Tom: Yes, in combination with the nutrition, which may include dropping the carbs lower. And you cant forget about the effect that the weight training has, especially the effect certain exercises has on getting the metabolism going – like, I love high rep squats, which have a major influence on your metabolic rate, that, and training more quickly with short rest intervals may also help by increasing growth hormone release.
Jon: I know Randall Strossen wrote a book on that; 20 rep squats, breathing squats they used to call them. Are you referring to breathing squats where you take a weight you would normally do ten reps and you force 20?
Tom: Not necessarily, that’s pretty hard-core. Most people won’t be able to generate that kind of intensity. I’m just talking about extending the rep range a little bit for legs.
Jon: Tell us a little bit about your BFFM program and how to contact you regarding that.
Tom: Sure. Last September, after about two years of writing, and re-writing, and rewriting, I finally combined all my training, nutrition, motivation and goal-setting philosophies into a single manual, and even though it took two years to get on paper, its really the culmination of everything I’ve learned and read and studied for the last 15 years. Its about 330 pages and its so complete its really more like four books in one because it covers motivation, nutrition, cardio and weights specifically for fat loss. The best way to get information about it is to www.burnthefat.com for my ebook edition.

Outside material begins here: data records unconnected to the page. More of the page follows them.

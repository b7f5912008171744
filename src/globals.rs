//! Per-context globals: the built-in type descriptors, the singletons, and
//! the pre-interned operator symbols.
//!
//! The struct is a flat vector of tagged values and is registered as a GC
//! root that visits itself as one slot range.  During bootstrap the fields
//! start as small-int zero, which every GC walk ignores, so collections are
//! safe at any point of the boot sequence.

use crate::context::Context;
use crate::mem::objmem::{self, AllocHint, VisitOp};
use crate::object::func_obj::{FuncMeta, NativeFn};
use crate::object::type_obj::{SizeSpec, TypeObj};
use crate::object::value::Value;
use crate::object::{
    array_obj, bool_obj, exception_obj, float_obj, func_obj, int_obj, map_obj, module_obj,
    range_obj, string_obj, symbol_obj, tuple_obj,
};
use crate::symbols::intern;
use crate::util::constants::BYTES_IN_WORD;

#[repr(C)]
pub(crate) struct Globals {
    // ----- built-in types -----
    pub type_type: Value,
    pub type_nil: Value,
    pub type_bool: Value,
    pub type_int: Value,
    pub type_float: Value,
    pub type_string: Value,
    pub type_symbol: Value,
    pub type_tuple: Value,
    pub type_array_slots: Value,
    pub type_array: Value,
    pub type_map: Value,
    pub type_map_node: Value,
    pub type_range: Value,
    pub type_function: Value,
    pub type_module: Value,
    pub type_exception: Value,
    // ----- singletons -----
    pub val_nil: Value,
    pub val_true: Value,
    pub val_false: Value,
    pub val_empty_tuple: Value,
    // ----- operator symbols -----
    pub sym_call: Value,
    pub sym_hash: Value,
    pub sym_cmp: Value,
    pub sym_equ: Value,
    pub sym_add: Value,
    pub sym_sub: Value,
    pub sym_mul: Value,
    pub sym_div: Value,
    pub sym_rem: Value,
    pub sym_pow: Value,
    pub sym_shl: Value,
    pub sym_shr: Value,
    pub sym_bitand: Value,
    pub sym_bitor: Value,
    pub sym_bitxor: Value,
    pub sym_neg: Value,
    pub sym_bitnot: Value,
    pub sym_get_element: Value,
    pub sym_set_element: Value,
    pub sym_insert: Value,
    pub sym_remove: Value,
    // ----- modules -----
    pub entry_module: Value,
}

const GLOBALS_VALUE_COUNT: usize = std::mem::size_of::<Globals>() / BYTES_IN_WORD;
const_assert_eq!(std::mem::size_of::<Globals>() % BYTES_IN_WORD, 0);

impl Globals {
    pub fn zeroed() -> Box<Globals> {
        // Every field is one tagged word; small-int zero is the inert fill.
        let this: Globals = unsafe { std::mem::zeroed() };
        let mut boxed = Box::new(this);
        let base = &mut *boxed as *mut Globals as *mut Value;
        for i in 0..GLOBALS_VALUE_COUNT {
            unsafe { base.add(i).write(Value::SMALLINT_ZERO) };
        }
        boxed
    }

    /// GC-root visitor: the whole struct is one slot vector.
    ///
    /// # Safety
    /// `ptr` must be the address of a live `Globals` registered as a root.
    pub unsafe fn gc_visitor(ptr: *mut u8, op: VisitOp) {
        objmem::visit_slot_range(ptr as *mut Value, GLOBALS_VALUE_COUNT, op);
    }
}

fn new_type(ctx: &mut Context, layout: (SizeSpec, SizeSpec)) -> Value {
    let type_ty = ctx.globals.type_type.as_obj();
    let obj = ctx.mem.alloc_ex(AllocHint::Survivor, type_ty, 0, 0);
    unsafe { TypeObj::deref(obj) }.init_layout(layout.0, layout.1);
    Value::from_obj(obj)
}

/// Create a bare type descriptor for the embedder API.
pub(crate) fn new_type_for_api(ctx: &mut Context, slots: SizeSpec, bytes: SizeSpec) -> Value {
    new_type(ctx, (slots, bytes))
}

/// Accessor into the (GC-updated) globals, so boot helpers never hold a
/// type value across an allocation.
type GlobalGet = fn(&Globals) -> Value;

fn set_type_name(ctx: &mut Context, get: GlobalGet, name: &str) {
    let sym = intern(ctx, name);
    let ty_v = get(&ctx.globals);
    let ty = unsafe { TypeObj::deref(ty_v.as_obj()) };
    ty.set_name(ty_v.as_obj(), sym);
}

fn ensure_methods_map(ctx: &mut Context, get: GlobalGet) {
    let map = map_obj::new(ctx, 0.0, 16);
    let ty_v = get(&ctx.globals);
    let ty = unsafe { TypeObj::deref(ty_v.as_obj()) };
    ty.set_methods_map(ty_v.as_obj(), map);
}

fn def_method(
    ctx: &mut Context,
    get: GlobalGet,
    name: &str,
    na: u8,
    nr: u16,
    native: NativeFn,
) {
    let func = func_obj::new_native(ctx, FuncMeta { na, no: 0, nr }, native);
    let t = ctx.stack.alloc_temp(3);
    ctx.stack.set(t, func);
    let sym = intern(ctx, name);
    ctx.stack.set(t + 1, sym);
    let ty_v = get(&ctx.globals);
    let map = unsafe { TypeObj::deref(ty_v.as_obj()) }.methods_map();
    ctx.stack.set(t + 2, map);
    map_obj::set(ctx, t + 2, t + 1, t).expect("method-table insertion failed");
    ctx.stack.free_temp(3);
}

/// Build the whole built-in world.  Called once from `Context::new`, after
/// the stack, globals, symbol registry and loader roots are registered and
/// the base frame is entered.
pub(crate) fn boot(ctx: &mut Context) {
    // The root type describes itself; everything else is ordinary.
    let type_type = ctx.mem.alloc_boot_type();
    unsafe { TypeObj::deref(type_type) }
        .init_layout(SizeSpec::Fixed(4), SizeSpec::Fixed(3 * BYTES_IN_WORD));
    ctx.globals.type_type = Value::from_obj(type_type);

    ctx.globals.type_nil = new_type(ctx, bool_obj::LAYOUT);
    ctx.globals.type_bool = new_type(ctx, bool_obj::LAYOUT);
    ctx.globals.type_int = new_type(ctx, int_obj::LAYOUT);
    ctx.globals.type_float = new_type(ctx, float_obj::LAYOUT);
    ctx.globals.type_string = new_type(ctx, string_obj::LAYOUT);
    ctx.globals.type_symbol = new_type(ctx, symbol_obj::LAYOUT);
    ctx.globals.type_tuple = new_type(ctx, tuple_obj::LAYOUT);
    ctx.globals.type_array_slots = new_type(ctx, array_obj::slots::LAYOUT);
    ctx.globals.type_array = new_type(ctx, array_obj::LAYOUT);
    ctx.globals.type_map = new_type(ctx, map_obj::LAYOUT);
    ctx.globals.type_map_node = new_type(ctx, map_obj::node::LAYOUT);
    ctx.globals.type_range = new_type(ctx, range_obj::LAYOUT);
    ctx.globals.type_function = new_type(ctx, func_obj::LAYOUT);
    ctx.globals.type_module = new_type(ctx, module_obj::LAYOUT);
    ctx.globals.type_exception = new_type(ctx, exception_obj::LAYOUT);

    // Singletons.
    let nil_ty = ctx.globals.type_nil;
    ctx.globals.val_nil = bool_obj::new_singleton(ctx, nil_ty);
    let bool_ty = ctx.globals.type_bool;
    ctx.globals.val_true = bool_obj::new_singleton(ctx, bool_ty);
    let bool_ty = ctx.globals.type_bool;
    ctx.globals.val_false = bool_obj::new_singleton(ctx, bool_ty);
    let tuple_ty = ctx.globals.type_tuple.as_obj();
    let empty = ctx.mem.alloc_ex(AllocHint::Survivor, tuple_ty, 1, 0);
    ctx.globals.val_empty_tuple = Value::from_obj(empty);

    // Operator symbols.
    ctx.globals.sym_call = intern(ctx, "call");
    ctx.globals.sym_hash = intern(ctx, "hash");
    ctx.globals.sym_cmp = intern(ctx, "<=>");
    ctx.globals.sym_equ = intern(ctx, "==");
    ctx.globals.sym_add = intern(ctx, "+");
    ctx.globals.sym_sub = intern(ctx, "-");
    ctx.globals.sym_mul = intern(ctx, "*");
    ctx.globals.sym_div = intern(ctx, "/");
    ctx.globals.sym_rem = intern(ctx, "%");
    ctx.globals.sym_pow = intern(ctx, "**");
    ctx.globals.sym_shl = intern(ctx, "<<");
    ctx.globals.sym_shr = intern(ctx, ">>");
    ctx.globals.sym_bitand = intern(ctx, "&");
    ctx.globals.sym_bitor = intern(ctx, "|");
    ctx.globals.sym_bitxor = intern(ctx, "^");
    ctx.globals.sym_neg = intern(ctx, "-#");
    ctx.globals.sym_bitnot = intern(ctx, "~");
    ctx.globals.sym_get_element = intern(ctx, "[]");
    ctx.globals.sym_set_element = intern(ctx, "[]=");
    ctx.globals.sym_insert = intern(ctx, "insert");
    ctx.globals.sym_remove = intern(ctx, "remove");

    // Type names, for diagnostics.
    let names: [(GlobalGet, &str); 16] = [
        (|g| g.type_type, "Type"),
        (|g| g.type_nil, "Nil"),
        (|g| g.type_bool, "Bool"),
        (|g| g.type_int, "Int"),
        (|g| g.type_float, "Float"),
        (|g| g.type_string, "String"),
        (|g| g.type_symbol, "Symbol"),
        (|g| g.type_tuple, "Tuple"),
        (|g| g.type_array_slots, "Array.Slots"),
        (|g| g.type_array, "Array"),
        (|g| g.type_map, "Map"),
        (|g| g.type_map_node, "Map.BucketNode"),
        (|g| g.type_range, "Range"),
        (|g| g.type_function, "Function"),
        (|g| g.type_module, "Module"),
        (|g| g.type_exception, "Exception"),
    ];
    for (get, name) in names {
        set_type_name(ctx, get, name);
    }

    // Method tables.  Int and Float share the mixed-numeric natives so that
    // either operand order dispatches identically.
    for get in [
        (|g: &Globals| g.type_int) as GlobalGet,
        |g| g.type_float,
        |g| g.type_string,
        |g| g.type_symbol,
        |g| g.type_bool,
        |g| g.type_nil,
        |g| g.type_tuple,
        |g| g.type_array,
        |g| g.type_map,
    ] {
        ensure_methods_map(ctx, get);
    }

    for get in [(|g: &Globals| g.type_int) as GlobalGet, |g| g.type_float] {
        def_method(ctx, get, "+", 2, 3, int_obj::native_add);
        def_method(ctx, get, "-", 2, 3, int_obj::native_sub);
        def_method(ctx, get, "*", 2, 3, int_obj::native_mul);
        def_method(ctx, get, "/", 2, 3, int_obj::native_div);
        def_method(ctx, get, "%", 2, 3, int_obj::native_rem);
        def_method(ctx, get, "**", 2, 3, int_obj::native_pow);
        def_method(ctx, get, "<<", 2, 3, int_obj::native_shl);
        def_method(ctx, get, ">>", 2, 3, int_obj::native_shr);
        def_method(ctx, get, "&", 2, 3, int_obj::native_bitand);
        def_method(ctx, get, "|", 2, 3, int_obj::native_bitor);
        def_method(ctx, get, "^", 2, 3, int_obj::native_bitxor);
        def_method(ctx, get, "-#", 1, 2, int_obj::native_neg);
        def_method(ctx, get, "~", 1, 2, int_obj::native_bitnot);
        def_method(ctx, get, "<=>", 2, 3, int_obj::native_cmp);
        def_method(ctx, get, "==", 2, 3, int_obj::native_equ);
        def_method(ctx, get, "hash", 1, 2, int_obj::native_hash);
    }

    {
        let get: GlobalGet = |g| g.type_string;
        def_method(ctx, get, "==", 2, 3, string_obj::native_equ);
        def_method(ctx, get, "<=>", 2, 3, string_obj::native_cmp);
        def_method(ctx, get, "hash", 1, 2, string_obj::native_hash);
        def_method(ctx, get, "+", 2, 3, string_obj::native_add);
    }
    {
        let get: GlobalGet = |g| g.type_symbol;
        def_method(ctx, get, "==", 2, 3, symbol_obj::native_equ);
        def_method(ctx, get, "<=>", 2, 3, symbol_obj::native_cmp);
        def_method(ctx, get, "hash", 1, 2, symbol_obj::native_hash);
    }
    for get in [(|g: &Globals| g.type_bool) as GlobalGet, |g| g.type_nil] {
        def_method(ctx, get, "==", 2, 3, bool_obj::native_equ);
        def_method(ctx, get, "hash", 1, 2, bool_obj::native_hash);
    }
    {
        let get: GlobalGet = |g| g.type_tuple;
        def_method(ctx, get, "[]", 2, 3, tuple_obj::native_get_element);
    }
    {
        let get: GlobalGet = |g| g.type_array;
        def_method(ctx, get, "[]", 2, 3, array_obj::native_get_element);
        def_method(ctx, get, "[]=", 3, 4, array_obj::native_set_element);
        def_method(ctx, get, "insert", 3, 4, array_obj::native_insert);
        def_method(ctx, get, "remove", 2, 3, array_obj::native_remove);
    }
    {
        let get: GlobalGet = |g| g.type_map;
        def_method(ctx, get, "[]", 2, 3, map_obj::native_get_element);
        def_method(ctx, get, "[]=", 3, 4, map_obj::native_set_element);
        def_method(ctx, get, "insert", 3, 4, map_obj::native_set_element);
        def_method(ctx, get, "remove", 2, 3, map_obj::native_remove);
    }

    // The entry module: where the embedder's named globals live.
    ctx.globals.entry_module = module_obj::new(ctx);

    info!("runtime globals bootstrapped");
}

Jon: Lastly, Stats – what are your physical measurements and stats because people see your pictures and see that you’re super ripped but wonder if you weigh 250 pounds or 150 pounds?
Tom: Most people who see me in person after only seeing my pictures say “oh, I thought you were taller!” My weight fluctuates – off season I’m about 200 – 205 pounds, and when I compete, I’m a middleweight, so I drop all the way down to 176, although that’s is a little dehydrated, so I’m really more like 180-185 right before the contest. I don’t do measurements, haven’t in years, so couldn’t tell you.
Jon: I’m curious, in the off season with that bodyweight, are we still seeing those abs that we see on your home page?
Tom: Well, almost! I like to stay in the single digits, so the abs are always there, but are they shredded like in that picture? Not exactly.
Jon: Well, Single digits is still awfully lean. Thanks for all your time today, we’ll have to divide this into two parts, but that’s okay because there was so much great information. Thanks again.